R: ¿Te refieres al mundo de hoy real o al literario? Por que son conceptos muy próximos pero regidos por principios diferentes. Yo soy de los que piensan que la realidad nunca superará a la ficción pero que es bastante más hija de puta. Aquel mundo de los grandes autores era más simplista, más evidente, más directo: el hampón de los bajos fondos, la vida en las calles, la mujer fatal de vida disoluta, el policía corrupto, el detective alcohólico y pendenciero. Hoy en día, la sordidez hay que buscarla de una forma más subrepticia, en los despachos de las multinacionales o en los bufetes de abogados, representada por tipos de cuello blanco y corazón negro. En cualquier caso, los principios y los dilemas morales que rigen ambos contextos, sin ser exactamente los mismos, funcionan con la misma efectividad.

P: ¿Cuales son, en tu opinión, los grandes peligros morales, o sociales, que hoy en día acechan al hombre?

R: El egoísmo, la falta de escrúpulos, la irresponsabilidad frente a los actos propios, la ausencia de valores morales que sirvan de referente… Son algunas de las lacras más acuciantes de la sociedad actual. Vivimos en la sociedad del “todo vale”, la sociedad del “primero yo y luego, ya veremos”, una sociedad donde conceptos como honor, lealtad, compromiso u honradez tienen escasa cabida. Suenan espurios, falsos, trasnochados. Por poner un ejemplo, mi padre me enseñó en una ocasión una máxima que yo he tratado de respetar durante toda mi vida: “La palabra de un hombre debe ser inquebrantable. Debe tener la misma validez que un contrato firmado”. Si, a día de hoy, tratas de argumentar la legitimidad de esa premisa, te tratan poco menos que de gilipollas. El problema es que todo eso nos acabará pasando factura tarde o temprano, no me cabe duda alguna.
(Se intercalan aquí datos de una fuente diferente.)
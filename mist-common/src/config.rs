//! Configuration loading and settings resolution
//!
//! Settings are resolved in priority order:
//! 1. Command-line argument (highest priority)
//! 2. Environment variable
//! 3. TOML config file
//! 4. Compiled default (fallback)

use crate::{Error, Result};
use serde::{Deserialize, Serialize};
use std::path::{Path, PathBuf};
use tracing::{debug, warn};

/// Default playback volume (fraction of full scale)
pub const DEFAULT_VOLUME: f32 = 0.5;

/// Default catalog host
pub const DEFAULT_CATALOG_URL: &str = "https://www.myinstants.com";

/// Environment variable overriding the config file location
pub const CONFIG_PATH_ENV: &str = "MIST_CONFIG";

pub const VOLUME_ENV: &str = "MIST_VOLUME";
pub const WAIT_ENV: &str = "MIST_WAIT";
pub const DETAILS_ENV: &str = "MIST_DETAILS";
pub const CATALOG_URL_ENV: &str = "MIST_CATALOG_URL";

/// Contents of `config.toml`. Every key is optional.
#[derive(Debug, Clone, Default, PartialEq, Serialize, Deserialize)]
pub struct TomlConfig {
    pub volume: Option<f32>,
    pub wait: Option<bool>,
    pub extended_details: Option<bool>,
    pub catalog_url: Option<String>,
    pub port: Option<u16>,
}

/// Values supplied on the command line, if any
#[derive(Debug, Clone, Default)]
pub struct SettingsOverrides {
    pub volume: Option<f32>,
    pub wait: Option<bool>,
    pub extended_details: Option<bool>,
    pub catalog_url: Option<String>,
}

/// Fully resolved player settings
#[derive(Debug, Clone, PartialEq)]
pub struct PlayerSettings {
    /// Global volume, always within 0.0-1.0
    pub volume: f32,
    /// Whether `play` waits for the sound to finish unless told otherwise
    pub wait: bool,
    /// Enables duration estimates and the sound details operation
    pub extended_details: bool,
    /// Catalog base URL without trailing slash
    pub catalog_url: String,
}

impl Default for PlayerSettings {
    fn default() -> Self {
        Self {
            volume: DEFAULT_VOLUME,
            wait: true,
            extended_details: false,
            catalog_url: DEFAULT_CATALOG_URL.to_string(),
        }
    }
}

impl PlayerSettings {
    /// Resolve settings against the process environment
    pub fn resolve(cli: &SettingsOverrides, file: &TomlConfig) -> Self {
        Self::resolve_with(cli, file, |name| std::env::var(name).ok())
    }

    /// Resolve settings using `env` as the environment lookup
    pub fn resolve_with<F>(cli: &SettingsOverrides, file: &TomlConfig, env: F) -> Self
    where
        F: Fn(&str) -> Option<String>,
    {
        let defaults = Self::default();

        let volume = cli
            .volume
            .map(clamp_volume)
            .or_else(|| env(VOLUME_ENV).map(|v| parse_volume(&v)))
            .or_else(|| file.volume.map(clamp_volume))
            .unwrap_or(defaults.volume);

        let wait = cli
            .wait
            .or_else(|| env(WAIT_ENV).map(|v| parse_wait(&v)))
            .or(file.wait)
            .unwrap_or(defaults.wait);

        let extended_details = cli
            .extended_details
            .or_else(|| env(DETAILS_ENV).map(|v| parse_flag(&v)))
            .or(file.extended_details)
            .unwrap_or(defaults.extended_details);

        let catalog_url = cli
            .catalog_url
            .clone()
            .or_else(|| env(CATALOG_URL_ENV).filter(|v| !v.trim().is_empty()))
            .or_else(|| file.catalog_url.clone())
            .unwrap_or(defaults.catalog_url);

        Self {
            volume,
            wait,
            extended_details,
            catalog_url: catalog_url.trim_end_matches('/').to_string(),
        }
    }
}

/// Clamp a volume into 0.0-1.0; NaN falls back to the default
pub fn clamp_volume(volume: f32) -> f32 {
    if volume.is_nan() {
        DEFAULT_VOLUME
    } else {
        volume.clamp(0.0, 1.0)
    }
}

/// Parse a volume string. Unparsable and zero-valued input yields the default.
pub fn parse_volume(raw: &str) -> f32 {
    match raw.trim().parse::<f32>() {
        Ok(v) if v != 0.0 && !v.is_nan() => clamp_volume(v),
        _ => DEFAULT_VOLUME,
    }
}

/// Any value other than `false` enables waiting
pub fn parse_wait(raw: &str) -> bool {
    raw.trim() != "false"
}

/// Parse an opt-in boolean flag (`1`, `true`, `yes`, `on`)
pub fn parse_flag(raw: &str) -> bool {
    matches!(
        raw.trim().to_ascii_lowercase().as_str(),
        "1" | "true" | "yes" | "on"
    )
}

/// Locate the config file: `MIST_CONFIG` if set, otherwise `<config dir>/mist/config.toml`
pub fn config_file_path() -> Option<PathBuf> {
    if let Ok(path) = std::env::var(CONFIG_PATH_ENV) {
        if !path.trim().is_empty() {
            return Some(PathBuf::from(path));
        }
    }
    dirs::config_dir().map(|d| d.join("mist").join("config.toml"))
}

/// Read and parse a TOML config file
pub fn load_toml_config_from(path: &Path) -> Result<TomlConfig> {
    let content = std::fs::read_to_string(path)?;
    let config: TomlConfig = toml::from_str(&content)?;
    if let Some(volume) = config.volume {
        if volume.is_nan() {
            return Err(Error::Config(format!(
                "volume in {} is not a number",
                path.display()
            )));
        }
    }
    Ok(config)
}

/// Load the config file, degrading to defaults when it is missing or invalid
pub fn load_toml_config() -> TomlConfig {
    let Some(path) = config_file_path() else {
        debug!("No config directory on this platform, using defaults");
        return TomlConfig::default();
    };

    if !path.exists() {
        debug!("Config file {} not found, using defaults", path.display());
        return TomlConfig::default();
    }

    match load_toml_config_from(&path) {
        Ok(config) => {
            debug!("Loaded config from {}", path.display());
            config
        }
        Err(e) => {
            warn!("Ignoring config file {}: {}", path.display(), e);
            TomlConfig::default()
        }
    }
}

#[cfg(test)]
mod tests {
    use super::*;
    use std::collections::HashMap;

    fn env_of(pairs: &[(&str, &str)]) -> impl Fn(&str) -> Option<String> {
        let map: HashMap<String, String> = pairs
            .iter()
            .map(|(k, v)| (k.to_string(), v.to_string()))
            .collect();
        move |name| map.get(name).cloned()
    }

    #[test]
    fn test_defaults_when_nothing_set() {
        let settings = PlayerSettings::resolve_with(
            &SettingsOverrides::default(),
            &TomlConfig::default(),
            env_of(&[]),
        );
        assert_eq!(settings, PlayerSettings::default());
        assert_eq!(settings.volume, 0.5);
        assert!(settings.wait);
        assert!(!settings.extended_details);
    }

    #[test]
    fn test_volume_parsing() {
        assert_eq!(parse_volume("0.8"), 0.8);
        assert_eq!(parse_volume("2"), 1.0);
        assert_eq!(parse_volume("-1"), 0.0);
        assert_eq!(parse_volume("loud"), DEFAULT_VOLUME);
        assert_eq!(parse_volume(""), DEFAULT_VOLUME);
        assert_eq!(parse_volume("0"), DEFAULT_VOLUME);
    }

    #[test]
    fn test_wait_parsing() {
        assert!(!parse_wait("false"));
        assert!(parse_wait("true"));
        assert!(parse_wait("0"));
        assert!(parse_wait(""));
    }

    #[test]
    fn test_flag_parsing() {
        assert!(parse_flag("1"));
        assert!(parse_flag("TRUE"));
        assert!(parse_flag("yes"));
        assert!(!parse_flag("0"));
        assert!(!parse_flag(""));
    }

    #[test]
    fn test_priority_cli_over_env_over_file() {
        let file = TomlConfig {
            volume: Some(0.2),
            wait: Some(true),
            extended_details: Some(true),
            catalog_url: Some("http://file.example".to_string()),
            ..Default::default()
        };
        let env = env_of(&[(VOLUME_ENV, "0.3"), (WAIT_ENV, "false")]);

        let from_env = PlayerSettings::resolve_with(&SettingsOverrides::default(), &file, &env);
        assert_eq!(from_env.volume, 0.3);
        assert!(!from_env.wait);
        assert!(from_env.extended_details);
        assert_eq!(from_env.catalog_url, "http://file.example");

        let cli = SettingsOverrides {
            volume: Some(0.9),
            catalog_url: Some("http://cli.example/".to_string()),
            ..Default::default()
        };
        let from_cli = PlayerSettings::resolve_with(&cli, &file, &env);
        assert_eq!(from_cli.volume, 0.9);
        assert_eq!(from_cli.catalog_url, "http://cli.example");
    }

    #[test]
    fn test_file_volume_is_clamped() {
        let file = TomlConfig {
            volume: Some(3.0),
            ..Default::default()
        };
        let settings =
            PlayerSettings::resolve_with(&SettingsOverrides::default(), &file, env_of(&[]));
        assert_eq!(settings.volume, 1.0);
    }
}
//! Common error types for MIST

use thiserror::Error;

/// Common result type for MIST operations
pub type Result<T> = std::result::Result<T, Error>;

/// Common error types across MIST crates
#[derive(Error, Debug)]
pub enum Error {
    /// I/O operation error (wraps std::io::Error)
    #[error("IO error: {0}")]
    Io(#[from] std::io::Error),

    /// Configuration file could not be parsed
    #[error("Config parse error: {0}")]
    ConfigParse(#[from] toml::de::Error),

    /// Configuration loading or validation error
    #[error("Configuration error: {0}")]
    Config(String),
}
P: ¿Y los grandes peligros literarios que acechan al escritor?

R: En parte, aquellos derivados de lo expuesto anteriormente. El ámbito literario y editorial no es un entorno cerrado, una especie de Xanadú ajeno a lo que le envuelve. Todo lo contrario, es —y, en buena lid, debe ser— absolutamente permeable a la sociedad con la que convive. Por desgracia, el entorno editorial, salvo honrosas excepciones, sólo parece tener en cuenta los defectos de los que adolece la sociedad que le rodea pero desprecia las pocas virtudes que ésta pueda albergar. El editar y dar cancha mediática al libro de un individuo —al que, probablemente, tan sólo habrá prestado su nombre y cuyo texto habrá sido redactado por otro— cuyo mayor mérito sea haberse acostado con fulanita de tal o con fulano de cual, en orden sucesivo o con ambos a la vez, mientras hay cientos de autores desconocidos muy solventes, con maravillosas historias por dar a conocer y a los que ni siquiera se presta la menor atención, es un claro ejemplo de ello.

P: Por último, ¿es difícil mantener la sangre fría y las ideas claras es un mundo como el literario donde tanto cantan las sirenas y tantísimo rugen los hipopótamos?

R: (ríe). A día de hoy aún no he tenido ocasión de haber oído ni muchos cantos ni muchos rugidos pero, por las referencias que tengo, dicen que es complicado, que cuando adquieres cierta repercusión nunca acabas de saber el origen ni la dirección en la que te va a llegar la puñalada hasta que la tienes en el cuerpo. Supongo que cada uno cuenta la feria cómo le va en ella. En cualquier caso, mi experiencia hasta ahora ha sido muy positiva. Remitiéndome a la suerte del escritor que mencionaba antes, debe ser que soy un tipo muy afortunado. La gente con la que me he encontrado hasta ahora en mi recorrido literario es gente de ley, personas muy válidas que hacen que este viaje que inicié hace cuatro años ya haya merecido con creces la pena. Todo lo que pueda obtener a partir de aquí, bienvenido sea. Yo ya me doy por satisfecho.